A professional call has a clear shape: a warm open, the purpose stated early, and a clean close. Knowing that shape takes most of the fear out of picking up.
Open, Purpose, Close
- Open. Greet, say who you are, and confirm it is a good time. A warm, clear open sets the tone.
- Purpose. Say why you are calling in the first few sentences. Do not bury it under small talk.
- Close. Recap any next steps and end clearly, so nobody is left wondering if the call is over.
What to actually say
Opening a call
- Hi, this is Jordan from TalkStride. Is now a good time for a quick call?
- Thanks for picking up. I am calling about X. Do you have a couple of minutes?
When you did not catch something
- Sorry, you cut out for a second. Could you say that part again?
- Just to make sure I have it right, you said X, is that correct?
- Do you mind spelling that for me?
Closing cleanly
- So to confirm, I will send the doc by Friday and you will review it Monday. Anything else?
- Great, that covers it. Thanks for your time, I will follow up by email.

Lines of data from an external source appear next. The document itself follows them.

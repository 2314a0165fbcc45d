//! Price feeds consumed by the tick loop.

use std::sync::Arc;
use std::time::Duration;

use async_trait::async_trait;
use rust_decimal::Decimal;
use tracing::{debug, instrument, warn};

use super::cache::PriceCache;
use super::classifier::{Prices, NEUTRAL_PRICE};
use crate::market::PolymarketClient;

/// Source of current UP/DOWN prices.
///
/// Implementations never fail: an unavailable leg is reported at the
/// neutral price so the tick can proceed.
#[async_trait]
pub trait PriceFeed: Send + Sync {
    /// Current prices for the two legs of a market.
    async fn current_prices(&self, up_token_id: &str, down_token_id: &str) -> Prices;

    /// Whether the feed holds a quote for `token_id` younger than `max_age`.
    fn is_fresh(&self, _token_id: &str, _max_age: Duration) -> bool {
        false
    }
}

/// Pull feed over the CLOB REST API.
#[derive(Debug, Clone)]
pub struct RestPriceFeed {
    client: PolymarketClient,
}

impl RestPriceFeed {
    /// Create a feed over a CLOB client.
    pub fn new(client: PolymarketClient) -> Self {
        Self { client }
    }

    /// Best ask, falling back to the midpoint, then to the neutral price.
    #[instrument(skip(self), fields(token_id = %crate::utils::short_id(token_id)))]
    async fn leg_price(&self, token_id: &str) -> Decimal {
        match self.client.get_price(token_id).await {
            Ok(price) if price > Decimal::ZERO => return price,
            Ok(_) => debug!("empty best ask, trying midpoint"),
            Err(e) => debug!(error = %e, "best ask unavailable, trying midpoint"),
        }

        match self.client.get_midpoint(token_id).await {
            Ok(mid) if mid > Decimal::ZERO => mid,
            Ok(_) => {
                warn!("no quote available, using neutral price");
                NEUTRAL_PRICE
            }
            Err(e) => {
                warn!(error = %e, "price fetch failed, using neutral price");
                NEUTRAL_PRICE
            }
        }
    }
}

#[async_trait]
impl PriceFeed for RestPriceFeed {
    async fn current_prices(&self, up_token_id: &str, down_token_id: &str) -> Prices {
        let _timer = crate::metrics::LatencyTimer::new(crate::metrics::PRICE_FETCH_LATENCY);
        let (up, down) = tokio::join!(self.leg_price(up_token_id), self.leg_price(down_token_id));
        Prices::new(up, down)
    }
}

/// Push-fed cache with a pull fallback.
///
/// Serves both legs from the cache when both are fresh, otherwise asks
/// the fallback feed.
pub struct CachedPriceFeed {
    cache: Arc<PriceCache>,
    fallback: Arc<dyn PriceFeed>,
    max_age: Duration,
}

impl CachedPriceFeed {
    /// Wrap a cache and a fallback feed.
    pub fn new(cache: Arc<PriceCache>, fallback: Arc<dyn PriceFeed>, max_age: Duration) -> Self {
        Self {
            cache,
            fallback,
            max_age,
        }
    }
}

#[async_trait]
impl PriceFeed for CachedPriceFeed {
    async fn current_prices(&self, up_token_id: &str, down_token_id: &str) -> Prices {
        let up = self.cache.get_fresh(up_token_id, self.max_age);
        let down = self.cache.get_fresh(down_token_id, self.max_age);

        match (up, down) {
            (Some(up), Some(down)) => {
                metrics::counter!(crate::metrics::PRICE_CACHE_HITS).increment(1);
                Prices::new(up, down)
            }
            _ => {
                metrics::counter!(crate::metrics::PRICE_CACHE_MISSES).increment(1);
                debug!("price cache stale, fetching directly");
                self.fallback
                    .current_prices(up_token_id, down_token_id)
                    .await
            }
        }
    }

    fn is_fresh(&self, token_id: &str, max_age: Duration) -> bool {
        self.cache.is_fresh(token_id, max_age)
    }
}

#[cfg(test)]
mod tests {
    use super::*;
    use crate::market::mock::MockPriceFeed;
    use rust_decimal_macros::dec;

    #[tokio::test]
    async fn cached_feed_prefers_fresh_cache() {
        let cache = Arc::new(PriceCache::new());
        cache.update("up", dec!(0.51));
        cache.update("down", dec!(0.46));

        let fallback = Arc::new(MockPriceFeed::new(dec!(0.10), dec!(0.10)));
        let feed = CachedPriceFeed::new(cache, fallback.clone(), Duration::from_secs(3));

        let prices = feed.current_prices("up", "down").await;
        assert_eq!(prices, Prices::new(dec!(0.51), dec!(0.46)));
        assert_eq!(fallback.calls(), 0);
        assert!(feed.is_fresh("up", Duration::from_secs(3)));
    }

    #[tokio::test]
    async fn cached_feed_falls_back_when_one_leg_missing() {
        let cache = Arc::new(PriceCache::new());
        cache.update("up", dec!(0.51));

        let fallback = Arc::new(MockPriceFeed::new(dec!(0.30), dec!(0.60)));
        let feed = CachedPriceFeed::new(cache, fallback.clone(), Duration::from_secs(3));

        let prices = feed.current_prices("up", "down").await;
        assert_eq!(prices, Prices::new(dec!(0.30), dec!(0.60)));
        assert_eq!(fallback.calls(), 1);
    }
}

Make the phone feel routine, not scary.
Phone confidence comes from reps in a safe place. Practice opening, clarifying, and closing a call out loud in TalkStride and get scored on pace and clarity.
How to keep it flowing
- Jot a two-line plan before you dial: why you are calling and the one thing you need. It kills most of the nerves.
- It is fine to ask someone to repeat or slow down. Confirming details ("just to be sure, that is the 14th?") sounds competent, not weak.
- Smile while you talk. It genuinely changes your tone, and the other person can hear it.
Common mistakes
- Burying the purpose under nervous small talk, so the other person cannot tell why you called.
- Pretending you heard something you did not, then getting the details wrong.
- Mumbling or rushing because you are anxious. Slow down and project.
- Ending vaguely, so nobody knows what happens next.